-- Task requirements --
Could you filter the records below and keep only the lines with the word "enum"?

Records from a data source:
----
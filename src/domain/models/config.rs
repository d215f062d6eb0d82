use std::time::Duration;

use serde::{Deserialize, Serialize};

use super::poll::PollPolicy;

/// Main configuration structure for dbconverge
#[derive(Debug, Clone, Default, Serialize, Deserialize)]
#[serde(rename_all = "snake_case")]
pub struct Config {
    /// Logging configuration
    #[serde(default)]
    pub logging: LoggingConfig,

    /// Poll policies for the lifecycle operations
    #[serde(default)]
    pub lifecycle: LifecycleConfig,

    /// In-memory gateway used by the `simulate` command
    #[serde(default)]
    pub simulation: SimulationConfig,

    /// Where local resource records are persisted
    #[serde(default)]
    pub state: StateConfig,
}

/// Logging configuration
#[derive(Debug, Clone, Serialize, Deserialize)]
#[serde(rename_all = "snake_case")]
pub struct LoggingConfig {
    /// Log level (trace, debug, info, warn, error)
    #[serde(default = "default_log_level")]
    pub level: String,

    /// Output format (json, pretty)
    #[serde(default = "default_log_format")]
    pub format: String,

    /// Directory for rolling log files; stderr only when unset
    #[serde(default)]
    pub log_dir: Option<String>,

    /// Rotation for file output (daily, hourly, never)
    #[serde(default = "default_rotation")]
    pub rotation: String,
}

fn default_log_level() -> String {
    "info".to_string()
}

fn default_log_format() -> String {
    "pretty".to_string()
}

fn default_rotation() -> String {
    "daily".to_string()
}

impl Default for LoggingConfig {
    fn default() -> Self {
        Self {
            level: default_log_level(),
            format: default_log_format(),
            log_dir: None,
            rotation: default_rotation(),
        }
    }
}

/// Timing of one kind of convergence wait, in config units.
#[derive(Debug, Clone, Copy, PartialEq, Eq, Serialize, Deserialize)]
#[serde(rename_all = "snake_case")]
pub struct PollPolicyConfig {
    /// Settle delay before the first probe
    #[serde(default = "default_initial_delay_ms")]
    pub initial_delay_ms: u64,

    /// Minimum spacing between probes
    #[serde(default = "default_min_interval_ms")]
    pub min_interval_ms: u64,

    /// Deadline for the whole wait
    #[serde(default = "default_timeout_secs")]
    pub timeout_secs: u64,
}

const fn default_initial_delay_ms() -> u64 {
    30_000
}

const fn default_min_interval_ms() -> u64 {
    10_000
}

const fn default_timeout_secs() -> u64 {
    40 * 60
}

impl Default for PollPolicyConfig {
    fn default() -> Self {
        Self {
            initial_delay_ms: default_initial_delay_ms(),
            min_interval_ms: default_min_interval_ms(),
            timeout_secs: default_timeout_secs(),
        }
    }
}

impl PollPolicyConfig {
    pub const fn to_policy(self) -> PollPolicy {
        PollPolicy {
            initial_delay: Duration::from_millis(self.initial_delay_ms),
            min_interval: Duration::from_millis(self.min_interval_ms),
            timeout: Duration::from_secs(self.timeout_secs),
        }
    }
}

/// Poll policies per lifecycle operation
#[derive(Debug, Clone, Copy, Default, PartialEq, Eq, Serialize, Deserialize)]
#[serde(rename_all = "snake_case")]
pub struct LifecycleConfig {
    #[serde(default)]
    pub create: PollPolicyConfig,

    #[serde(default)]
    pub delete: PollPolicyConfig,
}

/// Behaviour of the simulated gateway
#[derive(Debug, Clone, Serialize, Deserialize)]
#[serde(rename_all = "snake_case")]
pub struct SimulationConfig {
    /// Run waits on a virtual clock instead of sleeping for real
    #[serde(default = "default_true")]
    pub virtual_time: bool,

    /// Statuses reported by successive describes after create; the last one sticks
    #[serde(default = "default_create_statuses")]
    pub create_statuses: Vec<String>,

    /// Statuses reported after delete before the instance disappears
    #[serde(default = "default_delete_statuses")]
    pub delete_statuses: Vec<String>,
}

const fn default_true() -> bool {
    true
}

fn default_create_statuses() -> Vec<String> {
    vec![
        "creating".to_string(),
        "backing-up".to_string(),
        "available".to_string(),
    ]
}

fn default_delete_statuses() -> Vec<String> {
    vec!["deleting".to_string()]
}

impl Default for SimulationConfig {
    fn default() -> Self {
        Self {
            virtual_time: default_true(),
            create_statuses: default_create_statuses(),
            delete_statuses: default_delete_statuses(),
        }
    }
}

/// Local record persistence
#[derive(Debug, Clone, Serialize, Deserialize)]
#[serde(rename_all = "snake_case")]
pub struct StateConfig {
    /// JSON file holding the records
    #[serde(default = "default_state_path")]
    pub path: String,
}

fn default_state_path() -> String {
    ".dbconverge/state.json".to_string()
}

impl Default for StateConfig {
    fn default() -> Self {
        Self {
            path: default_state_path(),
        }
    }
}
pub mod convergence_poller;
pub mod in_flight;
pub mod lifecycle_controller;

pub use convergence_poller::ConvergencePoller;
pub use in_flight::{InFlightGuard, InFlightRegistry};
pub use lifecycle_controller::{
    LifecycleController, LifecyclePolicies, RefreshOutcome, CREATE_PENDING, DELETE_PENDING,
};
//! Command-line interface.

pub mod commands;
pub mod output;
pub mod types;

pub use types::{Cli, Commands};

use crate::domain::error::LifecycleError;

/// Report a command failure and exit non-zero.
///
/// Lifecycle errors keep their kind, identifier, and last observed status
/// in JSON mode so scripts can branch on them.
pub fn handle_error(err: anyhow::Error, json_mode: bool) -> ! {
    let lifecycle = err.downcast_ref::<LifecycleError>();
    let code = match lifecycle {
        Some(e) if !e.is_failure() => 130,
        _ => 1,
    };

    if json_mode {
        let body = serde_json::json!({
            "error": format!("{err:#}"),
            "kind": lifecycle.map(|e| e.kind().as_str()),
            "identifier": lifecycle.and_then(LifecycleError::identifier).map(ToString::to_string),
            "last_status": lifecycle
                .and_then(LifecycleError::last_status)
                .map(|s| s.as_str().to_string()),
        });
        println!("{}", serde_json::to_string_pretty(&body).unwrap_or_default());
    } else {
        eprintln!("Error: {err:#}");
    }

    std::process::exit(code);
}
use serde::{Deserialize, Serialize};
use std::cmp::Ordering;
use std::fmt;
use std::hash::{Hash, Hasher};

/// Status label reported by the provider for a database instance.
///
/// The labels the lifecycle operations care about are named variants;
/// anything else the provider reports is kept verbatim in `Other`.
/// Equality, ordering, and hashing all go through [`InstanceStatus::as_str`],
/// so comparison is exact string equality: `"Available"` is not `available`.
#[derive(Debug, Clone, Serialize, Deserialize)]
#[serde(from = "String", into = "String")]
pub enum InstanceStatus {
    Creating,
    BackingUp,
    Modifying,
    Deleting,
    Available,
    Other(String),
}

impl InstanceStatus {
    pub fn as_str(&self) -> &str {
        match self {
            Self::Creating => "creating",
            Self::BackingUp => "backing-up",
            Self::Modifying => "modifying",
            Self::Deleting => "deleting",
            Self::Available => "available",
            Self::Other(label) => label,
        }
    }

    /// Parse a provider label. Never fails; unknown labels become `Other`.
    pub fn parse(label: &str) -> Self {
        match label {
            "creating" => Self::Creating,
            "backing-up" => Self::BackingUp,
            "modifying" => Self::Modifying,
            "deleting" => Self::Deleting,
            "available" => Self::Available,
            other => Self::Other(other.to_string()),
        }
    }

    /// Whether this label is one of the named lifecycle states.
    pub fn is_known(&self) -> bool {
        !matches!(self, Self::Other(_))
    }
}

impl PartialEq for InstanceStatus {
    fn eq(&self, other: &Self) -> bool {
        self.as_str() == other.as_str()
    }
}

impl Eq for InstanceStatus {}

impl Hash for InstanceStatus {
    fn hash<H: Hasher>(&self, state: &mut H) {
        self.as_str().hash(state);
    }
}

impl PartialOrd for InstanceStatus {
    fn partial_cmp(&self, other: &Self) -> Option<Ordering> {
        Some(self.cmp(other))
    }
}

impl Ord for InstanceStatus {
    fn cmp(&self, other: &Self) -> Ordering {
        self.as_str().cmp(other.as_str())
    }
}

impl fmt::Display for InstanceStatus {
    fn fmt(&self, f: &mut fmt::Formatter<'_>) -> fmt::Result {
        f.write_str(self.as_str())
    }
}

impl From<&str> for InstanceStatus {
    fn from(label: &str) -> Self {
        Self::parse(label)
    }
}

impl From<String> for InstanceStatus {
    fn from(label: String) -> Self {
        Self::parse(&label)
    }
}

impl From<InstanceStatus> for String {
    fn from(status: InstanceStatus) -> Self {
        status.as_str().to_string()
    }
}

/// What a convergence wait is waiting for.
#[derive(Debug, Clone, PartialEq, Eq, Serialize, Deserialize)]
#[serde(rename_all = "snake_case")]
pub enum TargetState {
    /// A specific status label.
    Status(InstanceStatus),
    /// The resource no longer exists.
    Gone,
}

impl TargetState {
    pub fn status(status: impl Into<InstanceStatus>) -> Self {
        Self::Status(status.into())
    }

    pub fn is_gone(&self) -> bool {
        matches!(self, Self::Gone)
    }

    /// True when `status` is exactly the target label.
    pub fn matches(&self, status: &InstanceStatus) -> bool {
        match self {
            Self::Status(target) => target == status,
            Self::Gone => false,
        }
    }
}

impl fmt::Display for TargetState {
    fn fmt(&self, f: &mut fmt::Formatter<'_>) -> fmt::Result {
        match self {
            Self::Status(status) => write!(f, "{status}"),
            Self::Gone => f.write_str("gone"),
        }
    }
}

#[cfg(test)]
mod tests {
    use super::*;
    use std::collections::BTreeSet;

    #[test]
    fn test_parse_known_labels() {
        assert_eq!(InstanceStatus::parse("creating"), InstanceStatus::Creating);
        assert_eq!(InstanceStatus::parse("backing-up"), InstanceStatus::BackingUp);
        assert_eq!(InstanceStatus::parse("modifying"), InstanceStatus::Modifying);
        assert_eq!(InstanceStatus::parse("deleting"), InstanceStatus::Deleting);
        assert_eq!(InstanceStatus::parse("available"), InstanceStatus::Available);
    }

    #[test]
    fn test_parse_is_case_sensitive() {
        let status = InstanceStatus::parse("Available");
        assert!(!status.is_known());
        assert_ne!(status, InstanceStatus::Available);
        assert_eq!(status.as_str(), "Available");
    }

    #[test]
    fn test_other_with_known_label_compares_equal() {
        let hand_built = InstanceStatus::Other("available".to_string());
        assert_eq!(hand_built, InstanceStatus::Available);

        let set: BTreeSet<_> = [InstanceStatus::Available].into_iter().collect();
        assert!(set.contains(&hand_built));
    }

    #[test]
    fn test_serde_uses_plain_labels() {
        let json = serde_json::to_string(&InstanceStatus::BackingUp).unwrap();
        assert_eq!(json, "\"backing-up\"");

        let parsed: InstanceStatus = serde_json::from_str("\"storage-full\"").unwrap();
        assert_eq!(parsed, InstanceStatus::Other("storage-full".to_string()));
    }

    #[test]
    fn test_target_matching() {
        let target = TargetState::status("available");
        assert!(target.matches(&InstanceStatus::Available));
        assert!(!target.matches(&InstanceStatus::Creating));
        assert!(!TargetState::Gone.matches(&InstanceStatus::Deleting));
        assert_eq!(TargetState::Gone.to_string(), "gone");
    }
}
----
-- Response --
pub enum InstanceStatus {
pub enum TargetState {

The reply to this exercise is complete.